╭─ Dataset extract

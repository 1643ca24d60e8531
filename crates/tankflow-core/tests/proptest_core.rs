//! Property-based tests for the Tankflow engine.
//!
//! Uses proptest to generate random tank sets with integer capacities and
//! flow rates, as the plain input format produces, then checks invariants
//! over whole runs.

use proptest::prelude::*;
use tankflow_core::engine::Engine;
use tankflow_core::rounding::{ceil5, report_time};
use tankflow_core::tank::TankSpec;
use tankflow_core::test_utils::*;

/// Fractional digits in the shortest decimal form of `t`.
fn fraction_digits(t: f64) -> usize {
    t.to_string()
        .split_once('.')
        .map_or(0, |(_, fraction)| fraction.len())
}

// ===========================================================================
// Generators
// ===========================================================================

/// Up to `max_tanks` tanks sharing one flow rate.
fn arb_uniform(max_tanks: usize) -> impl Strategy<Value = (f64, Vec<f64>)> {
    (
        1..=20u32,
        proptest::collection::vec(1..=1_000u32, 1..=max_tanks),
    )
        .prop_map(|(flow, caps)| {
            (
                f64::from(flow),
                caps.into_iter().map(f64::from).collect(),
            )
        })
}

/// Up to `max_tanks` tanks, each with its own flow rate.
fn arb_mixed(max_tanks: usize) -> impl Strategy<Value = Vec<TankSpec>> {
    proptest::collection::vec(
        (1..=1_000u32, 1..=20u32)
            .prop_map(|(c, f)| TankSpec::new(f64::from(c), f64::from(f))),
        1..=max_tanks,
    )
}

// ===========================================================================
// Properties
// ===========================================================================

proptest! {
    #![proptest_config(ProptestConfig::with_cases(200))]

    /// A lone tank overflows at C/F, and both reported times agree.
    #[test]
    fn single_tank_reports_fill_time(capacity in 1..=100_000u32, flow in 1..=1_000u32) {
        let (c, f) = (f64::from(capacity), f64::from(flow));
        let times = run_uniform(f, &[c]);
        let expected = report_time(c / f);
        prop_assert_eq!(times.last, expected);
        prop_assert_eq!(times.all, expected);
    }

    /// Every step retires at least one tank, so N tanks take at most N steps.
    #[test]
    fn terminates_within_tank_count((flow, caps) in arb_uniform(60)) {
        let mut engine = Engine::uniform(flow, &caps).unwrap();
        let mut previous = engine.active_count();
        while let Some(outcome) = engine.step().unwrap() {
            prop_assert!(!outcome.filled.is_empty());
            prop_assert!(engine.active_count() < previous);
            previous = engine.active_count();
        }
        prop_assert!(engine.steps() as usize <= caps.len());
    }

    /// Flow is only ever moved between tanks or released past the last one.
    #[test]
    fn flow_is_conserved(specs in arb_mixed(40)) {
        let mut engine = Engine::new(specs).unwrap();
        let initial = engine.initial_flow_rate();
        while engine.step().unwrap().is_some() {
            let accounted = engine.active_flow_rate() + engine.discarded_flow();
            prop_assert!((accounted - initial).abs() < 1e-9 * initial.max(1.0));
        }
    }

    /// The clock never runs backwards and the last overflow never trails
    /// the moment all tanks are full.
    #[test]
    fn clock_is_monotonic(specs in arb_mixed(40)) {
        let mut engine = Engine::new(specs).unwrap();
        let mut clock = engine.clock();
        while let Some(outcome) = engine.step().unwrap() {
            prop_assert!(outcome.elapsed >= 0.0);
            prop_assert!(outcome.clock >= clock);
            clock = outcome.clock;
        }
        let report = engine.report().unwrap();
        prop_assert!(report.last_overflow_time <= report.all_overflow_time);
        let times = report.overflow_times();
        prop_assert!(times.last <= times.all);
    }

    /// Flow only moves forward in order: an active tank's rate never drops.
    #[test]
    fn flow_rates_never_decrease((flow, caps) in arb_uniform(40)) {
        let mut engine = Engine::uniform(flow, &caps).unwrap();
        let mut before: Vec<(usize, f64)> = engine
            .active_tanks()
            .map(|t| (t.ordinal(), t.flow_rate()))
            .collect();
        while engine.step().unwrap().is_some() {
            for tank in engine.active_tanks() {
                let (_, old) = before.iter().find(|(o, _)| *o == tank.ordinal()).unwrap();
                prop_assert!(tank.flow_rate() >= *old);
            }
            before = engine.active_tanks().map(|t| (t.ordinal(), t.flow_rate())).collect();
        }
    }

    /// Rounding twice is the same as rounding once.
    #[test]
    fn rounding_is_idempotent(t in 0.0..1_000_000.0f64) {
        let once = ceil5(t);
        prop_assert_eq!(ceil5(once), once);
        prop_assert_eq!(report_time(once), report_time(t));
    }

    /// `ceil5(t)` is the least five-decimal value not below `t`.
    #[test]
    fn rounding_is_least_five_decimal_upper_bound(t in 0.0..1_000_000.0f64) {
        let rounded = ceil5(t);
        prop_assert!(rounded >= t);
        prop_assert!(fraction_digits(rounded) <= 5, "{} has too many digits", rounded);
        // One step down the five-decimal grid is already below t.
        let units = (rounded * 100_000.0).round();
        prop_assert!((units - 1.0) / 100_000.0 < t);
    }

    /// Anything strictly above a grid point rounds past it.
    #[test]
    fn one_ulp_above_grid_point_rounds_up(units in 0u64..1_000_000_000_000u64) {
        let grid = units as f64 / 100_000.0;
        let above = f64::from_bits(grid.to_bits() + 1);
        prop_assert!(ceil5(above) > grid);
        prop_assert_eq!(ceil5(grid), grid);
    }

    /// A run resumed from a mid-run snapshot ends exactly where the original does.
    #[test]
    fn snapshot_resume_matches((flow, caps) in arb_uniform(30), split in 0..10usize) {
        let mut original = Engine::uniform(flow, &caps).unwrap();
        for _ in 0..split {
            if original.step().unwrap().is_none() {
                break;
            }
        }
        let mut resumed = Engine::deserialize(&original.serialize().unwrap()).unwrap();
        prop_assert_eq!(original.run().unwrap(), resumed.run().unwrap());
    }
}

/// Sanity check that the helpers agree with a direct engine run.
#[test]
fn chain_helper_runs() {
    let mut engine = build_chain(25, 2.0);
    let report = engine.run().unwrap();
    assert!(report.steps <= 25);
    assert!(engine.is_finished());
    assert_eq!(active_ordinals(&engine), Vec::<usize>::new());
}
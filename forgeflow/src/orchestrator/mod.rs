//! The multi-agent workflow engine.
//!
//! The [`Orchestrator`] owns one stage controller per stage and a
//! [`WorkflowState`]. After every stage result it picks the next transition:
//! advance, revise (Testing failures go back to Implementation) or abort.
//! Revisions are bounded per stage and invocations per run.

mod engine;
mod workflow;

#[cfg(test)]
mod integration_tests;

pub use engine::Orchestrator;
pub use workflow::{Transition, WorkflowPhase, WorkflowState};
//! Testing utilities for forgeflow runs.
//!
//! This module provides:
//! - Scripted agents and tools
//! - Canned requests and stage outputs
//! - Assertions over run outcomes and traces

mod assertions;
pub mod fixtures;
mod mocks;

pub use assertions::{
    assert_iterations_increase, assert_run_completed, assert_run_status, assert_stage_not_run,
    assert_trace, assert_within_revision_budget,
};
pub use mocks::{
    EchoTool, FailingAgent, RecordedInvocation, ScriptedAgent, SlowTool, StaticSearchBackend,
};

╰─

Exercise instructions:
Every line of the listing should be printed again exactly.

Solution to this task:
repository 1643ca24d60e8531
filename crates/tankflow-core/tests/proptest_core.rs
//! Property-based tests for the Tankflow engine.
//!
//! Uses proptest to generate random tank sets with integer capacities and
//! flow rates, as the plain input format produces, then checks invariants
//! over whole runs.

use proptest::prelude::*;
use tankflow_core::engine::Engine;
use tankflow_core::rounding::{ceil5, report_time};
use tankflow_core::tank::TankSpec;
use tankflow_core::test_utils::*;

/// Fractional digits in the shortest decimal form of `t`.
fn fraction_digits(t: f64) -> usize {
    t.to_string()
        .split_once('.')
        .map_or(0, |(_, fraction)| fraction.len())
}

// ===========================================================================
// Generators
// ===========================================================================

/// Up to `max_tanks` tanks sharing one flow rate.
fn arb_uniform(max_tanks: usize) -> impl Strategy<Value = (f64, Vec<f64>)> {
    (
        1..=20u32,
        proptest::collection::vec(1..=1_000u32, 1..=max_tanks),
    )
        .prop_map(|(flow, caps)| {
            (
                f64::from(flow),
                caps.into_iter().map(f64::from).collect(),
            )
        })
}

/// Up to `max_tanks` tanks, each with its own flow rate.
fn arb_mixed(max_tanks: usize) -> impl Strategy<Value = Vec<TankSpec>> {
    proptest::collection::vec(
        (1..=1_000u32, 1..=20u32)
            .prop_map(|(c, f)| TankSpec::new(f64::from(c), f64::from(f))),
        1..=max_tanks,
    )
}

// ===========================================================================
// Properties
// ===========================================================================

proptest! {
    #![proptest_config(ProptestConfig::with_cases(200))]

    /// A lone tank overflows at C/F, and both reported times agree.
    #[test]
    fn single_tank_reports_fill_time(capacity in 1..=100_000u32, flow in 1..=1_000u32) {
        let (c, f) = (f64::from(capacity), f64::from(flow));
        let times = run_uniform(f, &[c]);
        let expected = report_time(c / f);
        prop_assert_eq!(times.last, expected);
        prop_assert_eq!(times.all, expected);
    }

    /// Every step retires at least one tank, so N tanks take at most N steps.
    #[test]
    fn terminates_within_tank_count((flow, caps) in arb_uniform(60)) {
        let mut engine = Engine::uniform(flow, &caps).unwrap();
        let mut previous = engine.active_count();
        while let Some(outcome) = engine.step().unwrap() {
            prop_assert!(!outcome.filled.is_empty());
            prop_assert!(engine.active_count() < previous);
            previous = engine.active_count();
        }
        prop_assert!(engine.steps() as usize <= caps.len());
    }

    /// Flow is only ever moved between tanks or released past the last one.
    #[test]
    fn flow_is_conserved(specs in arb_mixed(40)) {
        let mut engine = Engine::new(specs).unwrap();
        let initial = engine.initial_flow_rate();
        while engine.step().unwrap().is_some() {
            let accounted = engine.active_flow_rate() + engine.discarded_flow();
            prop_assert!((accounted - initial).abs() < 1e-9 * initial.max(1.0));
        }
    }

    /// The clock never runs backwards and the last overflow never trails
    /// the moment all tanks are full.
    #[test]
    fn clock_is_monotonic(specs in arb_mixed(40)) {
        let mut engine = Engine::new(specs).unwrap();
        let mut clock = engine.clock();
        while let Some(outcome) = engine.step().unwrap() {
            prop_assert!(outcome.elapsed >= 0.0);
            prop_assert!(outcome.clock >= clock);
            clock = outcome.clock;
        }
        let report = engine.report().unwrap();
        prop_assert!(report.last_overflow_time <= report.all_overflow_time);
        let times = report.overflow_times();
        prop_assert!(times.last <= times.all);
    }

    /// Flow only moves forward in order: an active tank's rate never drops.
    #[test]
    fn flow_rates_never_decrease((flow, caps) in arb_uniform(40)) {
        let mut engine = Engine::uniform(flow, &caps).unwrap();
        let mut before: Vec<(usize, f64)> = engine
            .active_tanks()
            .map(|t| (t.ordinal(), t.flow_rate()))
            .collect();
        while engine.step().unwrap().is_some() {
            for tank in engine.active_tanks() {
                let (_, old) = before.iter().find(|(o, _)| *o == tank.ordinal()).unwrap();
                prop_assert!(tank.flow_rate() >= *old);
            }
            before = engine.active_tanks().map(|t| (t.ordinal(), t.flow_rate())).collect();
        }
    }

    /// Rounding twice is the same as rounding once.
    #[test]
    fn rounding_is_idempotent(t in 0.0..1_000_000.0f64) {
        let once = ceil5(t);
        prop_assert_eq!(ceil5(once), once);
        prop_assert_eq!(report_time(once), report_time(t));
    }

    /// `ceil5(t)` is the least five-decimal value not below `t`.
    #[test]
    fn rounding_is_least_five_decimal_upper_bound(t in 0.0..1_000_000.0f64) {
        let rounded = ceil5(t);
        prop_assert!(rounded >= t);
        prop_assert!(fraction_digits(rounded) <= 5, "{} has too many digits", rounded);
        // One step down the five-decimal grid is already below t.
        let units = (rounded * 100_000.0).round();
        prop_assert!((units - 1.0) / 100_000.0 < t);
    }

    /// Anything strictly above a grid point rounds past it.
    #[test]
    fn one_ulp_above_grid_point_rounds_up(units in 0u64..1_000_000_000_000u64) {
        let grid = units as f64 / 100_000.0;
        let above = f64::from_bits(grid.to_bits() + 1);
        prop_assert!(ceil5(above) > grid);
        prop_assert_eq!(ceil5(grid), grid);
    }

    /// A run resumed from a mid-run snapshot ends exactly where the original does.
    #[test]
    fn snapshot_resume_matches((flow, caps) in arb_uniform(30), split in 0..10usize) {
        let mut original = Engine::uniform(flow, &caps).unwrap();
        for _ in 0..split {
            if original.step().unwrap().is_none() {
                break;
            }
        }
        let mut resumed = Engine::deserialize(&original.serialize().unwrap()).unwrap();
        prop_assert_eq!(original.run().unwrap(), resumed.run().unwrap());
    }
}

/// Sanity check that the helpers agree with a direct engine run.
#[test]
fn chain_helper_runs() {
    let mut engine = build_chain(25, 2.0);
    let report = engine.run().unwrap();
    assert!(report.steps <= 25);
    assert!(engine.is_finished());
    assert_eq!(active_ordinals(&engine), Vec::<usize>::new());
}
filename forgeflow/src/orchestrator/mod.rs
//! The multi-agent workflow engine.
//!
//! The [`Orchestrator`] owns one stage controller per stage and a
//! [`WorkflowState`]. After every stage result it picks the next transition:
//! advance, revise (Testing failures go back to Implementation) or abort.
//! Revisions are bounded per stage and invocations per run.

mod engine;
mod workflow;

#[cfg(test)]
mod integration_tests;

pub use engine::Orchestrator;
pub use workflow::{Transition, WorkflowPhase, WorkflowState};
//! Testing utilities for forgeflow runs.
//!
//! This module provides:
//! - Scripted agents and tools
//! - Canned requests and stage outputs
//! - Assertions over run outcomes and traces

mod assertions;
pub mod fixtures;
mod mocks;

pub use assertions::{
    assert_iterations_increase, assert_run_completed, assert_run_status, assert_stage_not_run,
    assert_trace, assert_within_revision_budget,
};
pub use mocks::{
    EchoTool, FailingAgent, RecordedInvocation, ScriptedAgent, SlowTool, StaticSearchBackend,
};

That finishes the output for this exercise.